Floriane Lavaud, Debevoise & Plimpton, New York

Laura Sinisterra, Debevoise & Plimpton, New York

Julianne J. Marley, Debevoise & Plimpton, New York


In an epic legal battle between Chevron and Ecuador over alleged environmental contamination in the Amazon region, a United States court declared that an Ecuadorian judgment in excess of $8.6bn against Chevron was fraudulent and unenforceable, a decision that was recently affirmed by the US Court of Appeals for the Second Circuit. While public policy has become an important element in the parties’ multi-jurisdictional dispute, it remains to be seen how important a role public policy and the US judgment will ultimately play in the ongoing enforcement and other proceedings.


The Chevron v. Ecuador saga began in 2003, when Ecuadorian citizens instituted proceedings against Chevron before a local court in Lago Agrio for environmental damage allegedly caused by Texaco (now Chevron’s subsidiary) during its operations in the Amazon region. In 2011, the Lago Agrio court ordered Chevron to pay $8.646bn in damages and costs to the plaintiffs (the ‘Lago Agrio judgment’).[1] The plaintiffs subsequently sought to enforce the Lago Agrio judgment in Canada, Argentina and Brazil. 

Chevron, for its part, brought suit under the US Racketeer Influenced and Corrupt Organizations (‘RICO’) Act against several plaintiffs and their attorney, Stephen Donziger, in the Southern District of New York (‘SDNY’), alleging that the Lago Agrio judgment was procured fraudulently. Chevron initially sought damages and a global injunction prohibiting the plaintiffs and Ecuador from enforcing the judgment, but subsequently waived its claim for damages.
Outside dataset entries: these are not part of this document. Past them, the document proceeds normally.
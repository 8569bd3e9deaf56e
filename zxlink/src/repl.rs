//! MicroPython raw REPL protocol: mode switches, program submission,
//! and file transfer.
//!
//! A [`Repl`] is only handed out by [`Executor::execute_repl`], which
//! holds the execution lock for the lifetime of the borrow.
//!
//! [`Executor::execute_repl`]: crate::Executor::execute_repl

use std::fmt;
use std::time::Duration;

use tracing::debug;
use zxlink_proto::control::{
    COMMAND_END, NORMAL, NOT_FOUND_MARKER, OUTPUT_END, RAW_BANNER, RAW_NULL, RAW_OK, RAW_PROMPT,
    RAW_RESET, RAW_START, RAW_SUBMIT, REBOOT, STOP,
};
use zxlink_proto::{CHUNK_SIZE, Chunk, script};

use crate::config::ReplConfig;
use crate::transport::Transport;
use crate::{Error, Result};

/// The protocol step an expectation belongs to.
#[derive(Debug, Clone, Copy, PartialEq, Eq)]
#[non_exhaustive]
pub enum Stage {
    /// Waiting for the raw REPL banner.
    Entry,
    /// Waiting for the raw prompt.
    Prompt,
    /// Waiting for `OK` after a submission.
    Acknowledge,
    /// Waiting for the end of stdout.
    Output,
    /// Waiting for the end of the exception text.
    CommandEnd,
}

impl fmt::Display for Stage {
    fn fmt(&self, f: &mut fmt::Formatter<'_>) -> fmt::Result {
        f.write_str(match self {
            Self::Entry => "REPL entry",
            Self::Prompt => "REPL prompt",
            Self::Acknowledge => "REPL acknowledgement",
            Self::Output => "REPL output",
            Self::CommandEnd => "REPL command end",
        })
    }
}

/// A raw REPL session on the device.
#[derive(Debug)]
pub struct Repl {
    /// The shared transport.
    transport: Transport,
    /// Timeouts.
    config: ReplConfig,
}

impl Repl {
    /// Wraps `transport`; the caller must hold the execution lock.
    pub(crate) const fn new(transport: Transport, config: ReplConfig) -> Self {
        Self { transport, config }
    }

    /// The underlying transport, for reading a launched program's output.
    pub const fn transport(&self) -> &Transport {
        &self.transport
    }

    /// Enters raw mode from any state.
    pub async fn enter(&mut self) -> Result<()> {
        self.transport.write_bytes(STOP).await?;
        self.pause().await;
        self.expect(&[RAW_START], RAW_BANNER, self.config.entry, Stage::Entry)
            .await
            .map_err(|e| Error::Entry(Box::new(e)))
    }

    /// Returns to the friendly REPL.
    pub async fn exit(&mut self) -> Result<()> {
        self.transport.write_bytes(&[NORMAL]).await?;
        self.pause().await;
        self.transport.flush();
        Ok(())
    }

    /// Leaves raw mode and soft-reboots the firmware.
    pub async fn reboot(&mut self) -> Result<()> {
        self.exit().await?;
        self.transport.write_bytes(&[REBOOT]).await
    }

    /// Clears any partially entered program without leaving raw mode.
    pub async fn reset(&mut self) -> Result<()> {
        self.prompt(RAW_NULL).await?;
        self.prompt(&[RAW_RESET]).await?;
        self.pause().await;
        self.transport.flush();
        Ok(())
    }

    /// Runs `command` and returns its stdout.
    ///
    /// A non-empty exception text fails with [`Error::Exception`].
    pub async fn execute(&mut self, command: &str) -> Result<String> {
        self.submit(command).await?;

        let output = self
            .transport
            .read(OUTPUT_END, Some(self.config.output))
            .await;
        let Some(stdout) = output.strip_suffix(OUTPUT_END) else {
            return Err(timeout(Stage::Output, OUTPUT_END));
        };

        let tail = self
            .transport
            .read(COMMAND_END, Some(self.config.command_end))
            .await;
        let Some(exception) = tail.strip_suffix(COMMAND_END) else {
            return Err(timeout(Stage::CommandEnd, COMMAND_END));
        };
        if !exception.is_empty() {
            return Err(Error::Exception(
                String::from_utf8_lossy(exception).into_owned(),
            ));
        }
        Ok(String::from_utf8_lossy(stdout).into_owned())
    }

    /// Submits `command` and returns once the device acknowledges it.
    ///
    /// The program keeps running; its output arrives on [`Self::transport`].
    pub async fn launch(&mut self, command: &str) -> Result<()> {
        self.submit(command).await?;
        debug!(len = command.len(), "program launched");
        Ok(())
    }

    /// Dedents a multi-line script and runs it as one submission.
    pub async fn execute_lines(&mut self, text: &str) -> Result<String> {
        self.execute(&script::dedent(text)).await
    }

    /// Uploads `data` to `path`.
    ///
    /// The payload goes to a temp file first and is renamed over `path`
    /// at the end, so `path` never holds a partial file.
    pub async fn put(&mut self, path: &str, data: impl AsRef<[u8]>) -> Result<()> {
        let data = data.as_ref();
        self.execute_lines(&script::open_upload(path)).await?;

        let mut literal = 0usize;
        for chunk in data.chunks(CHUNK_SIZE) {
            let chunk = Chunk::encode(chunk);
            if chunk.is_literal() {
                literal += 1;
            }
            self.execute(&chunk.to_call()).await?;
        }

        self.execute_lines(&script::finish_upload(path)).await?;
        debug!(
            path,
            bytes = data.len(),
            chunks = data.len().div_ceil(CHUNK_SIZE),
            literal,
            "uploaded"
        );
        Ok(())
    }

    /// Downloads `path`; `None` if it does not exist.
    pub async fn get_binary(&mut self, path: &str) -> Result<Option<Vec<u8>>> {
        match self.execute_lines(&script::read_file(path)).await {
            Ok(hex) => Ok(Some(hex::decode(hex.trim())?)),
            Err(e) if e.is_exception_with(NOT_FOUND_MARKER) => Ok(None),
            Err(e) => Err(e),
        }
    }

    /// Downloads `path` as UTF-8 text; `None` if it does not exist.
    pub async fn get_text(&mut self, path: &str) -> Result<Option<String>> {
        match self.get_binary(path).await? {
            Some(bytes) => Ok(Some(String::from_utf8(bytes)?)),
            None => Ok(None),
        }
    }

    /// Deletes everything under `path` except entries named in `keep`.
    pub async fn remove_dir(&mut self, path: &str, keep: &[&str]) -> Result<()> {
        self.execute_lines(&script::remove_dir(path, keep)).await?;
        Ok(())
    }

    /// Whether the firmware exposes a network API.
    pub async fn has_network(&mut self) -> Result<bool> {
        let out = self.execute_lines(script::HAS_NETWORK).await?;
        Ok(out.trim() == "True")
    }

    /// Null command, program text, submit; waits for `OK`.
    async fn submit(&mut self, command: &str) -> Result<()> {
        self.prompt(RAW_NULL).await?;
        self.transport.write(command).await?;
        self.expect(
            &[RAW_SUBMIT],
            RAW_OK,
            self.config.acknowledge,
            Stage::Acknowledge,
        )
        .await
        .map_err(|e| Error::NotAcknowledged(Box::new(e)))
    }

    /// Sends `data` and waits for the raw prompt.
    async fn prompt(&self, data: &[u8]) -> Result<()> {
        self.expect(data, RAW_PROMPT, self.config.prompt, Stage::Prompt)
            .await
    }

    /// Flushes, sends `data`, and requires the reply to end with `token`.
    async fn expect(
        &self,
        data: &[u8],
        token: &[u8],
        wait: Duration,
        stage: Stage,
    ) -> Result<()> {
        self.transport.flush();
        self.transport.write_bytes(data).await?;
        let response = self.transport.read(token, Some(wait)).await;
        if response.ends_with(token) {
            Ok(())
        } else {
            Err(timeout(stage, token))
        }
    }

    /// Yields briefly after a mode switch.
    async fn pause(&self) {
        tokio::time::sleep(self.config.pause).await;
    }
}

/// A [`Error::Timeout`] for `stage` missing `token`.
fn timeout(stage: Stage, token: &[u8]) -> Error {
    Error::Timeout {
        stage,
        expected: format!("{:?}", String::from_utf8_lossy(token)),
    }
}
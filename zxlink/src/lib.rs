//! Host-side driver for a MicroPython ZX printer interface over serial.
//!
//! Three layers share one connection:
//!
//! - [`Transport`]: the byte stream, with buffered timeout-bounded reads,
//!   connect and disconnect notification and a diagnostic traffic log;
//! - [`Executor`]: serialized line commands answered in JSON, device-state
//!   probing and reboot recovery;
//! - [`Repl`]: raw REPL sessions for running code and moving files.
//!
//! # Quick start
//!
//! ```no_run
//! use std::time::Duration;
//!
//! use zxlink::{Config, Executor, SerialConnector, Transport};
//!
//! # async fn demo() -> zxlink::Result<()> {
//! let config = Config::default();
//! let transport = Transport::new(config.transport);
//! transport.connect(&mut SerialConnector::default())?;
//!
//! let executor = Executor::new(transport, config.executor);
//! let about = executor.execute("about", &[], Duration::from_secs(5)).await?;
//! println!("{about}");
//!
//! executor
//!     .execute_repl(async |repl| repl.put("/boot.py", b"print('hi')\n").await)
//!     .await?;
//! # Ok(())
//! # }
//! ```

mod command;
mod config;
mod error;
mod events;
mod log;
mod observer;
mod repl;
mod serial;
mod transport;

pub use command::{DeviceState, Executor};
pub use config::{Config, ExecutorConfig, RESET_SECONDS, ReplConfig, TransportConfig};
pub use error::{Error, Result};
pub use events::EventDecoder;
pub use repl::{Repl, Stage};
pub use serial::{DEFAULT_BAUD_RATE, PortInfo, SerialConnector, list_ports};
pub use transport::{Connector, Transport};
pub use zxlink_proto::Param;
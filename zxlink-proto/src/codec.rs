//! Line-command request encoding and JSON response decoding.
//!
//! A request is `"{command} {param}..."` with URL-encoded parameters,
//! terminated by `\r`. The reply is free text holding one JSON value,
//! possibly preceded by a status preamble.

use std::fmt::Write as _;

use serde_json::Value;

/// A line-command parameter.
#[derive(Debug, Clone, PartialEq, Eq)]
#[non_exhaustive]
pub enum Param {
    /// A single value.
    Text(String),
    /// Several values, joined with `+` before encoding.
    List(Vec<String>),
}

impl From<&str> for Param {
    fn from(s: &str) -> Self {
        Self::Text(s.to_owned())
    }
}

impl From<String> for Param {
    fn from(s: String) -> Self {
        Self::Text(s)
    }
}

impl From<Vec<String>> for Param {
    fn from(v: Vec<String>) -> Self {
        Self::List(v)
    }
}

impl From<bool> for Param {
    fn from(b: bool) -> Self {
        Self::Text(b.to_string())
    }
}

impl From<i64> for Param {
    fn from(n: i64) -> Self {
        Self::Text(n.to_string())
    }
}

/// Errors decoding a line-command response.
#[derive(Debug, thiserror::Error)]
#[non_exhaustive]
pub enum ResponseError {
    /// The reply holds neither `{` nor `[`.
    #[error("serial command response missing")]
    Missing,

    /// The JSON after the first bracket did not parse.
    #[error("invalid JSON response")]
    Parse(#[from] serde_json::Error),

    /// The decoded payload carries an `error` member.
    #[error("serial command error: {message}")]
    Device {
        /// The device-reported error value.
        message: String,
    },
}

/// URL-encodes a parameter the way `encodeURIComponent` does.
///
/// Unreserved characters pass through; every other UTF-8 byte becomes
/// `%XX` with uppercase hex digits.
pub fn encode_param(param: &Param) -> String {
    let joined;
    let text = match param {
        Param::Text(t) => t.as_str(),
        Param::List(items) => {
            joined = items.join("+");
            joined.as_str()
        }
    };
    let mut out = String::with_capacity(text.len());
    for &b in text.as_bytes() {
        if b.is_ascii_alphanumeric() || b"-_.!~*'()".contains(&b) {
            out.push(char::from(b));
        } else {
            let _ = write!(out, "%{b:02X}");
        }
    }
    out
}

/// Builds the full request line, including the trailing `\r`.
pub fn encode_request(command: &str, params: &[Param]) -> String {
    let encoded: Vec<String> = params.iter().map(encode_param).collect();
    let line = format!("{command} {}", encoded.join(" "));
    format!("{}\r", line.trim_end())
}

/// Decodes the JSON value starting at the first `{` or `[` of `response`.
///
/// Anything after the first complete value is ignored.
pub fn decode_response(response: &[u8]) -> Result<Value, ResponseError> {
    let start = response
        .iter()
        .position(|b| matches!(b, b'{' | b'['))
        .ok_or(ResponseError::Missing)?;

    let value = serde_json::Deserializer::from_slice(&response[start..])
        .into_iter::<Value>()
        .next()
        .ok_or(ResponseError::Missing)??;

    if let Some(error) = value.get("error").filter(|e| is_truthy(e)) {
        let message = error
            .as_str()
            .map_or_else(|| error.to_string(), str::to_owned);
        return Err(ResponseError::Device { message });
    }
    Ok(value)
}

/// JavaScript truthiness of a JSON value.
fn is_truthy(value: &Value) -> bool {
    match value {
        Value::Null => false,
        Value::Bool(b) => *b,
        Value::Number(n) => n.as_f64().is_some_and(|f| f != 0.0),
        Value::String(s) => !s.is_empty(),
        Value::Array(_) | Value::Object(_) => true,
    }
}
In 2014, the District Court ruled in Chevron’s favour and barred enforcement of the Lago Agrio judgment in the United States (the ‘SDNY judgment’).[2]  The Court found that the judgment was the product of fraud and racketeering activity, including bribery, witness tampering, money laundering, extortion and obstruction of justice. It specifically found that the plaintiffs’ team had arranged for the ghostwriting of a decisive court-appointed expert report, several court orders and the Lago Agrio judgment itself.[3] It also found that the Lago Agrio judge had been promised a $500,000 bribe, and that Donziger had coerced another Lago Agrio judge to cancel certain site inspections and appoint an individual being paid by the plaintiffs’ team as a supposedly neutral expert.[4] As such, the court held that ‘the wrongful actions of Donziger and his Ecuadorian legal team would be offensive to the laws of any nation that aspires to the rule of law, including Ecuador . . . .’[5]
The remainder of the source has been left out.